Factors to Consider Before Implementing New Technologies

Consider your crew's needs, potential deployment issues & its limitations

By Danny Kistner
Published Monday, November 1, 2010 | From the November 2010 Issue of FireRescue

Firefighter Life Safety Initiative No. 8: “Utilize available technology wherever it can produce higher levels of health and safety.”

There’s no doubt that technological advances within the fire service have enhanced our ability to conduct operations in a safer and more efficient manner. Technological advances can be seen in just about everything, from personnel PPE to apparatus design to fireground applications of information technology. In fact, technology is developing at such a rapid pace that the IAFC has created a Technology Council that provides for a communication exchange among stakeholders on an assortment of technologies (www.iafc.org/TechCouncil).

Though productive and potentially lifesaving, this influx of technology must be carefully managed to ensure that the appropriate technology is selected for any given application—and that this technology is consistent with the capabilities of the organization looking to acquire it. With that in mind, before acquiring and deploying any new technological equipment, the organization must:

  • Conduct a needs assessment;
  • Consider application and deployment issues; and
  • Understand the limitations of technology.

Let’s review each in detail.

Needs Assessment
Prior to the purchase of a technology, ask yourself whether it’s appropriate for your organization. Does the product meet an existing need or will it simply become an addition to a shelf of abandoned items? In these economic times, it’s imperative that executive fire officers be fiscally responsible, and that means not spending money on devices that will go unused.

A device may seem like a perfect solution to a problem, but may in fact create more burdens in the process. For example, technologies are emerging that measure biofeedback of firefighters engaged in suppression activities. This is great information and may alert safety/rehab officers and incident commanders (ICs) of a potential stress-related injury before it can become an issue. This is no doubt a boon for life safety. However, the agency must have a plan for managing this type of technology to prevent it from becoming a burden—simply one more thing that must be managed on the already understaffed fireground. Who’s going to monitor this information and from where? What parameters will be used to remove firefighters from service?

Application & Deployment
The ability of the technology to save lives depends on the firefighter’s ability to learn the technology and use it within its limitations. We simply can’t have firefighters using a technology in a manner inconsistent with its intent, beyond its limitations or without proper training and competency on that technology.

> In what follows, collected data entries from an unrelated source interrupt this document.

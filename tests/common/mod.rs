#![allow(dead_code)]

use std::collections::HashMap;
use std::sync::atomic::{AtomicUsize, Ordering};
use std::sync::{Arc, Mutex};

use anyhow::{Context, Result};
use async_trait::async_trait;
use chrono::{Duration, Utc};
use tokio::task::JoinHandle;

use blog_api_gateway::auth::{AuthPayload, PermissionTable, Role, TokenCodec};
use blog_api_gateway::backend::{
    proto, AuthBackend, BackendClient, BackendError, BackendResult, CategoryBackend, CommentBackend, LikeBackend,
    PostBackend, UserBackend,
};
use blog_api_gateway::middleware::Authorizer;
use blog_api_gateway::{router, AppState, RouterOptions};

pub const SECRET: &str = "integration-test-secret";

/// In-process stand-in for every backend service.
///
/// Counts calls, records the last request per operation, and returns a
/// scripted failure for any operation registered in `failures`.
#[derive(Default)]
pub struct FakeBackend {
    calls: AtomicUsize,
    ops: Mutex<Vec<&'static str>>,
    failures: Mutex<HashMap<&'static str, BackendError>>,
    known_emails: Mutex<Vec<String>>,
    posts: Mutex<(Vec<proto::Post>, i32)>,
    pub last_posts_query: Mutex<Option<proto::GetAllPostsRequest>>,
    pub last_comments_query: Mutex<Option<proto::GetAllCommentsRequest>>,
    pub last_likes_query: Mutex<Option<proto::GetAllLikesRequest>>,
    pub last_post: Mutex<Option<proto::Post>>,
    pub last_comment: Mutex<Option<proto::Comment>>,
    pub last_like: Mutex<Option<proto::Like>>,
    pub last_register: Mutex<Option<proto::RegisterRequest>>,
}

impl FakeBackend {
    pub fn calls(&self) -> usize {
        self.calls.load(Ordering::SeqCst)
    }

    pub fn ops(&self) -> Vec<&'static str> {
        self.ops.lock().unwrap().clone()
    }

    pub fn fail(&self, op: &'static str, err: BackendError) {
        self.failures.lock().unwrap().insert(op, err);
    }

    pub fn add_user(&self, email: &str) {
        self.known_emails.lock().unwrap().push(email.to_string());
    }

    pub fn set_posts(&self, posts: Vec<proto::Post>, count: i32) {
        *self.posts.lock().unwrap() = (posts, count);
    }

    fn enter(&self, op: &'static str) -> BackendResult<()> {
        self.calls.fetch_add(1, Ordering::SeqCst);
        self.ops.lock().unwrap().push(op);
        match self.failures.lock().unwrap().get(op) {
            Some(err) => Err(err.clone()),
            None => Ok(()),
        }
    }
}

pub fn post(id: i64, title: &str) -> proto::Post {
    proto::Post {
        id,
        title: title.to_string(),
        description: format!("{} body", title),
        user_id: 1,
        category_id: 1,
        created_at: "2024-05-01T10:00:00Z".to_string(),
        ..Default::default()
    }
}

fn user(id: i64, email: &str) -> proto::User {
    proto::User {
        id,
        first_name: "Ann".to_string(),
        last_name: "Lee".to_string(),
        email: email.to_string(),
        user_type: "user".to_string(),
        created_at: "2024-05-01T10:00:00Z".to_string(),
        ..Default::default()
    }
}

fn auth_response(email: &str) -> proto::AuthResponse {
    proto::AuthResponse {
        id: 1,
        first_name: "Ann".to_string(),
        last_name: "Lee".to_string(),
        email: email.to_string(),
        username: "ann".to_string(),
        user_type: "user".to_string(),
        created_at: "2024-05-01T10:00:00Z".to_string(),
        access_token: "backend-minted-token".to_string(),
    }
}

#[async_trait]
impl UserBackend for FakeBackend {
    async fn create(&self, req: proto::User) -> BackendResult<proto::User> {
        self.enter("users.create")?;
        Ok(proto::User { id: 100, password: String::new(), ..req })
    }

    async fn get(&self, req: proto::GetUserRequest) -> BackendResult<proto::User> {
        self.enter("users.get")?;
        Ok(user(req.id, "ann@example.com"))
    }

    async fn get_all(&self, _req: proto::GetAllUsersRequest) -> BackendResult<proto::GetAllUsersResponse> {
        self.enter("users.get_all")?;
        Ok(proto::GetAllUsersResponse {
            users: vec![user(1, "ann@example.com")],
            count: 1,
        })
    }

    async fn update(&self, req: proto::User) -> BackendResult<proto::User> {
        self.enter("users.update")?;
        Ok(req)
    }

    async fn delete(&self, _req: proto::GetUserRequest) -> BackendResult<proto::Empty> {
        self.enter("users.delete")?;
        Ok(proto::Empty {})
    }

    async fn get_by_email(&self, req: proto::GetByEmailRequest) -> BackendResult<proto::User> {
        self.enter("users.get_by_email")?;
        if self.known_emails.lock().unwrap().contains(&req.email) {
            Ok(user(1, &req.email))
        } else {
            Err(BackendError::not_found("user not found"))
        }
    }
}

#[async_trait]
impl AuthBackend for FakeBackend {
    async fn register(&self, req: proto::RegisterRequest) -> BackendResult<proto::Empty> {
        self.enter("auth.register")?;
        *self.last_register.lock().unwrap() = Some(req);
        Ok(proto::Empty {})
    }

    async fn verify(&self, req: proto::VerifyRegisterRequest) -> BackendResult<proto::AuthResponse> {
        self.enter("auth.verify")?;
        Ok(auth_response(&req.email))
    }

    async fn login(&self, req: proto::LoginRequest) -> BackendResult<proto::AuthResponse> {
        self.enter("auth.login")?;
        Ok(auth_response(&req.email))
    }

    async fn forgot_password(&self, _req: proto::ForgotPasswordRequest) -> BackendResult<proto::Empty> {
        self.enter("auth.forgot_password")?;
        Ok(proto::Empty {})
    }
}

#[async_trait]
impl CategoryBackend for FakeBackend {
    async fn create(&self, req: proto::Category) -> BackendResult<proto::Category> {
        self.enter("categories.create")?;
        Ok(proto::Category { id: 5, ..req })
    }

    async fn get(&self, req: proto::GetCategoryRequest) -> BackendResult<proto::Category> {
        self.enter("categories.get")?;
        Ok(proto::Category {
            id: req.id,
            title: "Rust".to_string(),
            created_at: "2024-05-01T10:00:00Z".to_string(),
        })
    }

    async fn get_all(&self, _req: proto::GetAllCategoriesRequest) -> BackendResult<proto::GetAllCategoriesResponse> {
        self.enter("categories.get_all")?;
        Ok(proto::GetAllCategoriesResponse::default())
    }

    async fn update(&self, req: proto::Category) -> BackendResult<proto::Category> {
        self.enter("categories.update")?;
        Ok(req)
    }

    async fn delete(&self, _req: proto::GetCategoryRequest) -> BackendResult<proto::Empty> {
        self.enter("categories.delete")?;
        Ok(proto::Empty {})
    }
}

#[async_trait]
impl PostBackend for FakeBackend {
    async fn create(&self, req: proto::Post) -> BackendResult<proto::Post> {
        self.enter("posts.create")?;
        *self.last_post.lock().unwrap() = Some(req.clone());
        Ok(proto::Post { id: 77, ..req })
    }

    async fn get(&self, req: proto::GetPostRequest) -> BackendResult<proto::Post> {
        self.enter("posts.get")?;
        Ok(post(req.id, "hello"))
    }

    async fn get_all(&self, req: proto::GetAllPostsRequest) -> BackendResult<proto::GetAllPostsResponse> {
        self.enter("posts.get_all")?;
        *self.last_posts_query.lock().unwrap() = Some(req);
        let (posts, count) = self.posts.lock().unwrap().clone();
        Ok(proto::GetAllPostsResponse { posts, count })
    }

    async fn update(&self, req: proto::Post) -> BackendResult<proto::Post> {
        self.enter("posts.update")?;
        *self.last_post.lock().unwrap() = Some(req.clone());
        Ok(req)
    }

    async fn delete(&self, _req: proto::GetPostRequest) -> BackendResult<proto::Empty> {
        self.enter("posts.delete")?;
        Ok(proto::Empty {})
    }
}

#[async_trait]
impl CommentBackend for FakeBackend {
    async fn create(&self, req: proto::Comment) -> BackendResult<proto::Comment> {
        self.enter("comments.create")?;
        *self.last_comment.lock().unwrap() = Some(req.clone());
        Ok(proto::Comment { id: 9, ..req })
    }

    async fn get(&self, req: proto::GetCommentRequest) -> BackendResult<proto::Comment> {
        self.enter("comments.get")?;
        Ok(proto::Comment {
            id: req.id,
            post_id: 1,
            user_id: 1,
            description: "nice".to_string(),
            created_at: "2024-05-01T10:00:00Z".to_string(),
            ..Default::default()
        })
    }

    async fn get_all(&self, req: proto::GetAllCommentsRequest) -> BackendResult<proto::GetAllCommentsResponse> {
        self.enter("comments.get_all")?;
        *self.last_comments_query.lock().unwrap() = Some(req);
        Ok(proto::GetAllCommentsResponse::default())
    }

    async fn update(&self, req: proto::Comment) -> BackendResult<proto::Comment> {
        self.enter("comments.update")?;
        Ok(req)
    }

    async fn delete(&self, _req: proto::GetCommentRequest) -> BackendResult<proto::Empty> {
        self.enter("comments.delete")?;
        Ok(proto::Empty {})
    }
}

#[async_trait]
impl LikeBackend for FakeBackend {
    async fn create_or_update(&self, req: proto::Like) -> BackendResult<proto::Like> {
        self.enter("likes.create_or_update")?;
        *self.last_like.lock().unwrap() = Some(req.clone());
        Ok(proto::Like { id: 3, ..req })
    }

    async fn get(&self, req: proto::GetLikeRequest) -> BackendResult<proto::Like> {
        self.enter("likes.get")?;
        Ok(proto::Like {
            id: req.id,
            post_id: 1,
            user_id: 1,
            status: true,
        })
    }

    async fn get_all(&self, req: proto::GetAllLikesRequest) -> BackendResult<proto::GetAllLikesResponse> {
        self.enter("likes.get_all")?;
        *self.last_likes_query.lock().unwrap() = Some(req);
        Ok(proto::GetAllLikesResponse::default())
    }

    async fn update(&self, req: proto::Like) -> BackendResult<proto::Like> {
        self.enter("likes.update")?;
        Ok(req)
    }

    async fn delete(&self, _req: proto::GetLikeRequest) -> BackendResult<proto::Empty> {
        self.enter("likes.delete")?;
        Ok(proto::Empty {})
    }

    async fn get_likes_and_dislikes(
        &self,
        _req: proto::LikesAndDislikesRequest,
    ) -> BackendResult<proto::LikesAndDislikesCount> {
        self.enter("likes.get_likes_and_dislikes")?;
        Ok(proto::LikesAndDislikesCount { likes: 12, dislikes: 3 })
    }
}

pub struct TestServer {
    pub base_url: String,
    pub backend: Arc<FakeBackend>,
    pub client: reqwest::Client,
    handle: JoinHandle<()>,
}

impl TestServer {
    pub fn url(&self, path: &str) -> String {
        format!("{}{}", self.base_url, path)
    }
}

impl Drop for TestServer {
    fn drop(&mut self) {
        self.handle.abort();
    }
}

/// Serve the real router on an unused port, backed by a fresh fake
pub async fn spawn_server() -> Result<TestServer> {
    let fake = Arc::new(FakeBackend::default());
    let backend = BackendClient::new(
        fake.clone(),
        fake.clone(),
        fake.clone(),
        fake.clone(),
        fake.clone(),
        fake.clone(),
    );

    let codec = TokenCodec::new(SECRET)?;
    let state = AppState::new(backend, Authorizer::new(codec, Arc::new(PermissionTable::standard())));
    let app = router(
        state,
        &RouterOptions {
            cors_origins: vec!["*".to_string()],
            request_logging: true,
        },
    );

    let port = portpicker::pick_unused_port().context("failed to pick free port")?;
    let listener = tokio::net::TcpListener::bind(("127.0.0.1", port))
        .await
        .context("failed to bind test listener")?;

    let handle = tokio::spawn(async move {
        let _ = axum::serve(listener, app).await;
    });

    Ok(TestServer {
        base_url: format!("http://127.0.0.1:{}", port),
        backend: fake,
        client: reqwest::Client::new(),
        handle,
    })
}

pub fn token_with(secret: &str, user_id: i64, role: Role, ttl: Duration) -> String {
    let now = Utc::now();
    TokenCodec::new(secret)
        .unwrap()
        .issue(&AuthPayload {
            subject_id: user_id,
            role,
            issued_at: now - Duration::minutes(1),
            expires_at: now + ttl,
        })
        .unwrap()
}

pub fn token(user_id: i64, role: Role) -> String {
    token_with(SECRET, user_id, role, Duration::hours(1))
}

pub fn expired_token(role: Role) -> String {
    token_with(SECRET, 1, role, Duration::minutes(-5))
}
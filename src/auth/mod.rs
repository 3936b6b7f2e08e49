use chrono::{DateTime, TimeZone, Utc};
use jsonwebtoken::{decode, encode, errors::ErrorKind, Algorithm, DecodingKey, EncodingKey, Header, Validation};
use serde::{Deserialize, Serialize};
use thiserror::Error;

pub mod password;
pub mod permissions;

pub use permissions::{Action, PermissionError, PermissionRule, PermissionTable, Resource};

/// Coarse-grained identity attribute carried in every token
#[derive(Debug, Clone, Copy, PartialEq, Eq, Hash, Serialize, Deserialize)]
#[serde(rename_all = "lowercase")]
pub enum Role {
    User,
    Admin,
}

impl Role {
    pub fn as_str(&self) -> &'static str {
        match self {
            Role::User => "user",
            Role::Admin => "admin",
        }
    }
}

impl std::fmt::Display for Role {
    fn fmt(&self, f: &mut std::fmt::Formatter<'_>) -> std::fmt::Result {
        f.write_str(self.as_str())
    }
}

/// JWT claims as minted by the backend auth service
#[derive(Debug, Serialize, Deserialize)]
pub struct Claims {
    pub user_id: i64,
    pub user_type: Role,
    pub iat: i64,
    pub exp: i64,
}

/// Decoded, verified identity of the caller for the lifetime of one request
#[derive(Debug, Clone, PartialEq, Eq)]
pub struct AuthPayload {
    pub subject_id: i64,
    pub role: Role,
    pub issued_at: DateTime<Utc>,
    pub expires_at: DateTime<Utc>,
}

impl AuthPayload {
    fn from_claims(claims: Claims) -> Result<Self, TokenError> {
        let issued_at = timestamp(claims.iat)?;
        let expires_at = timestamp(claims.exp)?;
        Ok(Self {
            subject_id: claims.user_id,
            role: claims.user_type,
            issued_at,
            expires_at,
        })
    }
}

fn timestamp(secs: i64) -> Result<DateTime<Utc>, TokenError> {
    Utc.timestamp_opt(secs, 0)
        .single()
        .ok_or_else(|| TokenError::InvalidToken(format!("timestamp out of range: {}", secs)))
}

#[derive(Debug, Error)]
pub enum TokenError {
    #[error("invalid token: {0}")]
    InvalidToken(String),

    #[error("token has expired")]
    TokenExpired,

    #[error("token signing failed: {0}")]
    Signing(String),

    #[error("token secret is not configured")]
    MissingSecret,
}

/// Verifies bearer tokens issued by the auth service.
///
/// Built once at startup from the shared signing secret. Tokens are checked
/// with zero clock leeway so an `exp` in the past is always rejected.
#[derive(Clone)]
pub struct TokenCodec {
    encoding_key: EncodingKey,
    decoding_key: DecodingKey,
    validation: Validation,
}

impl std::fmt::Debug for TokenCodec {
    fn fmt(&self, f: &mut std::fmt::Formatter<'_>) -> std::fmt::Result {
        f.debug_struct("TokenCodec").finish_non_exhaustive()
    }
}

impl TokenCodec {
    pub fn new(secret: &str) -> Result<Self, TokenError> {
        if secret.is_empty() {
            return Err(TokenError::MissingSecret);
        }

        let mut validation = Validation::new(Algorithm::HS256);
        validation.leeway = 0;
        validation.set_required_spec_claims(&["exp"]);

        Ok(Self {
            encoding_key: EncodingKey::from_secret(secret.as_bytes()),
            decoding_key: DecodingKey::from_secret(secret.as_bytes()),
            validation,
        })
    }

    pub fn verify(&self, token: &str) -> Result<AuthPayload, TokenError> {
        let data = decode::<Claims>(token, &self.decoding_key, &self.validation).map_err(|e| match e.kind() {
            ErrorKind::ExpiredSignature => TokenError::TokenExpired,
            _ => TokenError::InvalidToken(e.to_string()),
        })?;

        AuthPayload::from_claims(data.claims)
    }

    /// Mirror of [`TokenCodec::verify`]. The gateway never mints tokens for
    /// callers; this exists for tests and local tooling.
    pub fn issue(&self, payload: &AuthPayload) -> Result<String, TokenError> {
        let claims = Claims {
            user_id: payload.subject_id,
            user_type: payload.role,
            iat: payload.issued_at.timestamp(),
            exp: payload.expires_at.timestamp(),
        };

        encode(&Header::new(Algorithm::HS256), &claims, &self.encoding_key)
            .map_err(|e| TokenError::Signing(e.to_string()))
    }
}

#[cfg(test)]
mod tests {
    use super::*;
    use chrono::Duration;

    fn payload(role: Role, ttl: Duration) -> AuthPayload {
        let now = Utc.timestamp_opt(Utc::now().timestamp(), 0).unwrap();
        AuthPayload {
            subject_id: 42,
            role,
            issued_at: now,
            expires_at: now + ttl,
        }
    }

    #[test]
    fn issued_token_verifies_to_same_payload() {
        let codec = TokenCodec::new("secret").unwrap();
        let original = payload(Role::Admin, Duration::hours(1));
        let token = codec.issue(&original).unwrap();
        assert_eq!(codec.verify(&token).unwrap(), original);
    }

    #[test]
    fn expired_token_is_rejected_as_expired() {
        let codec = TokenCodec::new("secret").unwrap();
        let token = codec.issue(&payload(Role::User, Duration::seconds(-5))).unwrap();
        assert!(matches!(codec.verify(&token), Err(TokenError::TokenExpired)));
    }

    #[test]
    fn foreign_signature_is_invalid() {
        let ours = TokenCodec::new("secret").unwrap();
        let theirs = TokenCodec::new("other-secret").unwrap();
        let token = theirs.issue(&payload(Role::User, Duration::hours(1))).unwrap();
        assert!(matches!(ours.verify(&token), Err(TokenError::InvalidToken(_))));
    }

    #[test]
    fn garbage_is_invalid() {
        let codec = TokenCodec::new("secret").unwrap();
        assert!(matches!(codec.verify("not.a.jwt"), Err(TokenError::InvalidToken(_))));
    }

    #[test]
    fn unknown_role_is_invalid() {
        #[derive(Serialize)]
        struct Foreign {
            user_id: i64,
            user_type: &'static str,
            iat: i64,
            exp: i64,
        }
        let now = Utc::now().timestamp();
        let token = encode(
            &Header::new(Algorithm::HS256),
            &Foreign { user_id: 1, user_type: "superuser", iat: now, exp: now + 60 },
            &EncodingKey::from_secret(b"secret"),
        )
        .unwrap();
        let codec = TokenCodec::new("secret").unwrap();
        assert!(matches!(codec.verify(&token), Err(TokenError::InvalidToken(_))));
    }

    #[test]
    fn empty_secret_is_refused() {
        assert!(matches!(TokenCodec::new(""), Err(TokenError::MissingSecret)));
    }
}
// handlers/comments.rs - /v1/comments handlers

use axum::extract::State;

use crate::api::models::{Comment, CommentRequest};
use crate::api::translate::{BackendResultExt, NO_RULES};
use crate::api::{Collection, IdPath, JsonBody, ListFilter, PagingRequest};
use crate::backend::{proto, BackendClient};
use crate::middleware::auth::{CreateComment, DeleteComment, UpdateComment};
use crate::middleware::{ApiResponse, ApiResult, Authorized, ResponseOk};

/// POST /v1/comments
pub async fn create(
    auth: Authorized<CreateComment>,
    State(backend): State<BackendClient>,
    JsonBody(req): JsonBody<CommentRequest>,
) -> ApiResult<Comment> {
    let comment = backend
        .comments()
        .create(proto::Comment {
            post_id: req.post_id,
            user_id: auth.payload.subject_id,
            description: req.description,
            ..Default::default()
        })
        .await
        .or_api_error("comments.create", NO_RULES)?;

    Ok(ApiResponse::created(comment.into()))
}

/// GET /v1/comments/:id
pub async fn get(State(backend): State<BackendClient>, IdPath(id): IdPath) -> ApiResult<Comment> {
    let comment = backend
        .comments()
        .get(proto::GetCommentRequest { id })
        .await
        .or_api_error("comments.get", NO_RULES)?;

    Ok(ApiResponse::ok(comment.into()))
}

/// GET /v1/comments
///
/// Optional `user_id` / `post_id` filters; zero on the wire means "any".
pub async fn list(
    State(backend): State<BackendClient>,
    paging: PagingRequest,
    filter: ListFilter,
) -> ApiResult<Collection<Comment>> {
    let page = backend
        .comments()
        .get_all(proto::GetAllCommentsRequest {
            limit: paging.limit,
            page: paging.page,
            search: paging.search,
            user_id: filter.user_id.unwrap_or_default(),
            post_id: filter.post_id.unwrap_or_default(),
        })
        .await
        .or_api_error("comments.get_all", NO_RULES)?;

    Ok(ApiResponse::ok(Collection::from_backend("comments", page.comments, page.count)))
}

/// PUT /v1/comments/:id
pub async fn update(
    auth: Authorized<UpdateComment>,
    State(backend): State<BackendClient>,
    IdPath(id): IdPath,
    JsonBody(req): JsonBody<CommentRequest>,
) -> ApiResult<Comment> {
    let comment = backend
        .comments()
        .update(proto::Comment {
            id,
            post_id: req.post_id,
            user_id: auth.payload.subject_id,
            description: req.description,
            ..Default::default()
        })
        .await
        .or_api_error("comments.update", NO_RULES)?;

    Ok(ApiResponse::ok(comment.into()))
}

/// DELETE /v1/comments/:id
pub async fn delete(
    _auth: Authorized<DeleteComment>,
    State(backend): State<BackendClient>,
    IdPath(id): IdPath,
) -> ApiResult<ResponseOk> {
    backend
        .comments()
        .delete(proto::GetCommentRequest { id })
        .await
        .or_api_error("comments.delete", NO_RULES)?;

    Ok(ApiResponse::ok(ResponseOk::success()))
}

A significant consideration prior to the purchase of any technology is the training associated with the product. Not only should initial training and demonstrations of competency be performed upon acquisition of the new device, but ongoing training and competency audits should be performed periodically as well.

Does this sound familiar? A department purchases a multi-gas detector and places it on the engine. It’s seldom used and when pressed into service, firefighters have either forgotten how to use the device or discover that it hasn’t been calibrated according to manufacturer’s recommendations. So here’s an expensive, potentially lifesaving piece of equipment that instantly becomes a liability.

Another consideration: Technology can provide firefighters with a false sense of security. Consider the use of a carbon monoxide (CO) monitor following a fire. Departments may use levels such as 35 ppm as benchmarks of safety for SCBA removal. However, assessing only CO levels as a determination for safe atmospheres is inadequate, as studies confirm other gases are present and may be equally or more harmful. Many departments now have policies in place to maintain SCBA during overhaul.

I would be remiss if I did not also include a discussion on intentional equipment sabotage. Apparatus are now manufactured with safety features to ensure safety during motion or while backing. Though irresponsible, some people have applied countermeasures to these safety devices—measures that can be as intricate as the devices themselves—in order to avoid the perceived nuisance of seatbelt use or having a spotter while backing. Individuals who purposefully sabotage equipment put themselves, the public and fellow firefighters at great risk.

Technology Failures
Finally, firefighters should make sure they don’t over-rely on technology, and be able to adapt if their technology fails. If not guarded against, we can create a dependence on technology that hinders good practice. For example, many departments use on-board computers to enhance response capability. These units offer maps, best route suggestions, road closure information—the variables are limitless. With a computer crutch close at hand, there’s little incentive for firefighters to learn the streets. If a device fails, time may be lost looking through maps.

Firefighter locator devices are also being developed to assist rapid-intervention teams (RITs). Once these devices become a staple in the RIT toolbox, we must ensure that members stay proficient in manual search techniques lest a device fails. We must also ensure that firefighters don’t rationalize the presence of such devices as another safety net and therefore place themselves at greater risk.

Final Words
Technology has its place in the modern fire service. But firefighters must be prudent and identify the product need, use the product within its intended purpose, with proficiency, and be prepared for the unlikely event of a product failure.